## Exercise brief
All lines from the opening of the data to the line containing "use std::time::Duration;" must be returned unchanged, and only those lines.

------ Input data

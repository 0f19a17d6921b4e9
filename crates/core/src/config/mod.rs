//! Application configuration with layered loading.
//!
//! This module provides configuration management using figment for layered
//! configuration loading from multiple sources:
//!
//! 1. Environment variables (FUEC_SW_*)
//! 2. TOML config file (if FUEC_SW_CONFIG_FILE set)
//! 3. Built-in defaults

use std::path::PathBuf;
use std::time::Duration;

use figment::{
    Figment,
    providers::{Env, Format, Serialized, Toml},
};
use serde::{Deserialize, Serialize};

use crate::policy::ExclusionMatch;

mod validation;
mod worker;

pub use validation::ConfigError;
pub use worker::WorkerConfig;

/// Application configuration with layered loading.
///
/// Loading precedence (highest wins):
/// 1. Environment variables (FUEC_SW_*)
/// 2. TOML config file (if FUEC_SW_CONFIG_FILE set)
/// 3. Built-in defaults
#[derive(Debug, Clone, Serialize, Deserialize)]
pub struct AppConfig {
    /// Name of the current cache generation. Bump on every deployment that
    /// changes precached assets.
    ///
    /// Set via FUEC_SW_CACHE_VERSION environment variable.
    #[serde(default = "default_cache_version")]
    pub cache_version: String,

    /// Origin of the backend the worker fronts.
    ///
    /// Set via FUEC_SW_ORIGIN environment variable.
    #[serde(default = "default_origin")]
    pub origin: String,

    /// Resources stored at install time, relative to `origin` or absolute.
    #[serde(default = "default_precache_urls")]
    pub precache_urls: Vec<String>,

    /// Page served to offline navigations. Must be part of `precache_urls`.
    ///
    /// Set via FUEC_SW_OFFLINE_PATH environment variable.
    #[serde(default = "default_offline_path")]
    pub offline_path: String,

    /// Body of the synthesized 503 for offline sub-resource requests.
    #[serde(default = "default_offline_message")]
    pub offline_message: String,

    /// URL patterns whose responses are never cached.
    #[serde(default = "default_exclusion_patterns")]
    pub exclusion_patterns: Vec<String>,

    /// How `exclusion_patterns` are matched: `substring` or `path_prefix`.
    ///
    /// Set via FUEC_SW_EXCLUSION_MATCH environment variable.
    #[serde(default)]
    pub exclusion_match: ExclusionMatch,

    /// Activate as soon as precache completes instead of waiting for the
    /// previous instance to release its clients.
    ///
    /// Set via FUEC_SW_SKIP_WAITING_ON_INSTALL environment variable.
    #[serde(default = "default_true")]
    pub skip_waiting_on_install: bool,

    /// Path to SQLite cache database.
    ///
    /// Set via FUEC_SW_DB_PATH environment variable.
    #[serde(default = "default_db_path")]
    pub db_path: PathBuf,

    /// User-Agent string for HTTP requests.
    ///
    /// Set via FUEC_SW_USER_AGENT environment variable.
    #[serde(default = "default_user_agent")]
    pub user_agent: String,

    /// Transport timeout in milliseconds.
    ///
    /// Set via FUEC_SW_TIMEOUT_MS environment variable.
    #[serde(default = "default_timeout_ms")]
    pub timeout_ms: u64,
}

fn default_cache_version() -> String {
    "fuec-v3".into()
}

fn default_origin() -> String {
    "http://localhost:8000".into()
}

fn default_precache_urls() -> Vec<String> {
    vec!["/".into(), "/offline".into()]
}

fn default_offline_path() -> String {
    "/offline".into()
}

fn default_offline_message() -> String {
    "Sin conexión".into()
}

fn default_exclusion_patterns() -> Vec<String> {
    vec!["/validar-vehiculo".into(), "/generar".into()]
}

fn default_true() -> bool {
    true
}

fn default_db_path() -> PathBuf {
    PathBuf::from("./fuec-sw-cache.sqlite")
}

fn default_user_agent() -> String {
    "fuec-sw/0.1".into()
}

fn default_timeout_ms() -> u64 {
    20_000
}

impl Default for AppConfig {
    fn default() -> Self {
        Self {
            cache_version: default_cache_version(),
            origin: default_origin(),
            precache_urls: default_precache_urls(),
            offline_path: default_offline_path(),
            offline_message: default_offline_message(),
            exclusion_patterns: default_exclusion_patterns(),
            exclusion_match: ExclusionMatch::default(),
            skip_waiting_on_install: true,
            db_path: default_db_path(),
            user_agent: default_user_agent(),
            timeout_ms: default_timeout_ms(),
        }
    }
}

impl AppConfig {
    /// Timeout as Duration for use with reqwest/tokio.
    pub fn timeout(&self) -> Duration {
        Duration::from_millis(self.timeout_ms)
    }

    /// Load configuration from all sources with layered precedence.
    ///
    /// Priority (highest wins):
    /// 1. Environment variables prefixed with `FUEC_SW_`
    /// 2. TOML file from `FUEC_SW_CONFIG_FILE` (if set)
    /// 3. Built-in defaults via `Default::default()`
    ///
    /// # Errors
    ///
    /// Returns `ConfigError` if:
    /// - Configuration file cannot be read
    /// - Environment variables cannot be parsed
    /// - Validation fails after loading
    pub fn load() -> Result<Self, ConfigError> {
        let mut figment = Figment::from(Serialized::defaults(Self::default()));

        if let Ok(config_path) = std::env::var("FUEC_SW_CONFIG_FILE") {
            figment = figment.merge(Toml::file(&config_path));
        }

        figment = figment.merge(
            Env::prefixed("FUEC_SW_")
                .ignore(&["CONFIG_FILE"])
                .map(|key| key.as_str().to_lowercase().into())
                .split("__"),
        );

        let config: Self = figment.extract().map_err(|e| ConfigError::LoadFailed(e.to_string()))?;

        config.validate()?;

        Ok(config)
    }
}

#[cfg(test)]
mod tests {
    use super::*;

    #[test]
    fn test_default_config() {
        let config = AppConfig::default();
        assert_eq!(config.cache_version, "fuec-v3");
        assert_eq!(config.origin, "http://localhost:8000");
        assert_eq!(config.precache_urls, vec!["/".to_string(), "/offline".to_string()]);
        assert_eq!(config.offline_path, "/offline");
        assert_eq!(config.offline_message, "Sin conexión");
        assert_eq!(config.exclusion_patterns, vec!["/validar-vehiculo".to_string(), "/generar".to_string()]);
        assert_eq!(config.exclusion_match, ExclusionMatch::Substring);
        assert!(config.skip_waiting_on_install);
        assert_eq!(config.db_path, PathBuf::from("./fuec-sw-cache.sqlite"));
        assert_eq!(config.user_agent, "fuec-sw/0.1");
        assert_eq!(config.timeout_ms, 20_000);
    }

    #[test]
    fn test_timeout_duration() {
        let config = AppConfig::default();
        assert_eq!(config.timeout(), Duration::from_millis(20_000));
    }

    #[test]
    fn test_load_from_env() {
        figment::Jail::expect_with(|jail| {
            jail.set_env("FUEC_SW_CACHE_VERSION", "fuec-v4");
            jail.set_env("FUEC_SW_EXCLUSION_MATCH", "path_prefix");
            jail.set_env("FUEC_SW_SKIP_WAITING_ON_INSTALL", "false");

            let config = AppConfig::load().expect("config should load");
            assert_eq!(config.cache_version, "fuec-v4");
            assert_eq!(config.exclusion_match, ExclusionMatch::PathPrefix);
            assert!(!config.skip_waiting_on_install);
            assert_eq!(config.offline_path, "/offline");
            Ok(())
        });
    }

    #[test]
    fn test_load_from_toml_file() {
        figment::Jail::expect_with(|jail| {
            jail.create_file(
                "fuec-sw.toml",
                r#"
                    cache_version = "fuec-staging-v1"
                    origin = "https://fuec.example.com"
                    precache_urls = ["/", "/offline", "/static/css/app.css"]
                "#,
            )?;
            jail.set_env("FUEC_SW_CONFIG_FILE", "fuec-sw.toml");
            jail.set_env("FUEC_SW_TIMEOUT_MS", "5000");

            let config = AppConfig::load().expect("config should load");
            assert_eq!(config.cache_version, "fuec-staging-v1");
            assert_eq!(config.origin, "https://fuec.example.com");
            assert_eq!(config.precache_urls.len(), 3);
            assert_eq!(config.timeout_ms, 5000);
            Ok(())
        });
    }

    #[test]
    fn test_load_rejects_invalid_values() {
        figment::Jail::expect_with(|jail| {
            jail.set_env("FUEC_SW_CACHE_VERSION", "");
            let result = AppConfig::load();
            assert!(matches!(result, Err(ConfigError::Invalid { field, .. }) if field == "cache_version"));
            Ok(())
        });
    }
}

------------

## Result for this task
repository 0f19a17d6921b4e9
filename crates/core/src/config/mod.rs
//! Application configuration with layered loading.
//!
//! This module provides configuration management using figment for layered
//! configuration loading from multiple sources:
//!
//! 1. Environment variables (FUEC_SW_*)
//! 2. TOML config file (if FUEC_SW_CONFIG_FILE set)
//! 3. Built-in defaults

use std::path::PathBuf;
use std::time::Duration;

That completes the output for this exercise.